Give again only those lines from the start of the entries through the line holding "to create log", leaving them as they are.

Stored items
※ ※ ※
//! Logging setup for the CLI

use std::path::Path;

use anyhow::{Context, Result};
use loaderkit::config::LoggingConfig;
use tracing_appender::non_blocking::WorkerGuard;
use tracing_subscriber::{EnvFilter, fmt, layer::SubscriberExt, util::SubscriberInitExt};

/// Parse log level from config string
fn parse_log_level(level: &str) -> tracing::level_filters::LevelFilter {
  use tracing::level_filters::LevelFilter;
  match level.to_lowercase().as_str() {
    "off" => LevelFilter::OFF,
    "error" => LevelFilter::ERROR,
    "warn" => LevelFilter::WARN,
    "info" => LevelFilter::INFO,
    "debug" => LevelFilter::DEBUG,
    "trace" => LevelFilter::TRACE,
    _ => LevelFilter::INFO,
  }
}

/// Initialize logging from config.
///
/// Console output always goes to stderr. When a log file is configured, a
/// second non-ANSI layer writes to it through a non-blocking appender; the
/// returned guard must be kept alive until exit so buffered lines get flushed.
pub fn init_logging(config: &LoggingConfig) -> Result<Option<WorkerGuard>> {
  // RUST_LOG wins over the configured level
  let env_filter = EnvFilter::builder()
    .with_default_directive(parse_log_level(&config.level).into())
    .from_env_lossy();

  let console = fmt::layer().with_target(true).with_writer(std::io::stderr);

  let Some(file) = &config.file else {
    tracing_subscriber::registry().with(env_filter).with(console).init();
    return Ok(None);
  };

  let (dir, name) = split_log_path(file)?;
  std::fs::create_dir_all(dir).with_context(|| format!("Failed to create log directory {}", dir.display()))?;
  let (file_writer, guard) = tracing_appender::non_blocking(tracing_appender::rolling::never(dir, name));

  tracing_subscriber::registry()
    .with(env_filter)
    .with(console)
    .with(fmt::layer().with_target(true).with_ansi(false).with_writer(file_writer))
    .init();

  Ok(Some(guard))
}

fn split_log_path(file: &Path) -> Result<(&Path, &std::ffi::OsStr)> {
  let name = file
    .file_name()
    .with_context(|| format!("Log file path has no file name: {}", file.display()))?;
  let dir = match file.parent() {
    Some(parent) if !parent.as_os_str().is_empty() => parent,
    _ => Path::new("."),
  };
  Ok((dir, name))
}
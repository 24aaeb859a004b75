mod helpers;
mod host;
mod lifecycle;
mod restart;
※ ※ ※
Output below
//! Logging setup for the CLI

use std::path::Path;

use anyhow::{Context, Result};
use loaderkit::config::LoggingConfig;
use tracing_appender::non_blocking::WorkerGuard;
use tracing_subscriber::{EnvFilter, fmt, layer::SubscriberExt, util::SubscriberInitExt};

/// Parse log level from config string
fn parse_log_level(level: &str) -> tracing::level_filters::LevelFilter {
  use tracing::level_filters::LevelFilter;
  match level.to_lowercase().as_str() {
    "off" => LevelFilter::OFF,
    "error" => LevelFilter::ERROR,
    "warn" => LevelFilter::WARN,
    "info" => LevelFilter::INFO,
    "debug" => LevelFilter::DEBUG,
    "trace" => LevelFilter::TRACE,
    _ => LevelFilter::INFO,
  }
}

/// Initialize logging from config.
///
/// Console output always goes to stderr. When a log file is configured, a
/// second non-ANSI layer writes to it through a non-blocking appender; the
/// returned guard must be kept alive until exit so buffered lines get flushed.
pub fn init_logging(config: &LoggingConfig) -> Result<Option<WorkerGuard>> {
  // RUST_LOG wins over the configured level
  let env_filter = EnvFilter::builder()
    .with_default_directive(parse_log_level(&config.level).into())
    .from_env_lossy();

  let console = fmt::layer().with_target(true).with_writer(std::io::stderr);

  let Some(file) = &config.file else {
    tracing_subscriber::registry().with(env_filter).with(console).init();
    return Ok(None);
  };

  let (dir, name) = split_log_path(file)?;
  std::fs::create_dir_all(dir).with_context(|| format!("Failed to create log directory {}", dir.display()))?;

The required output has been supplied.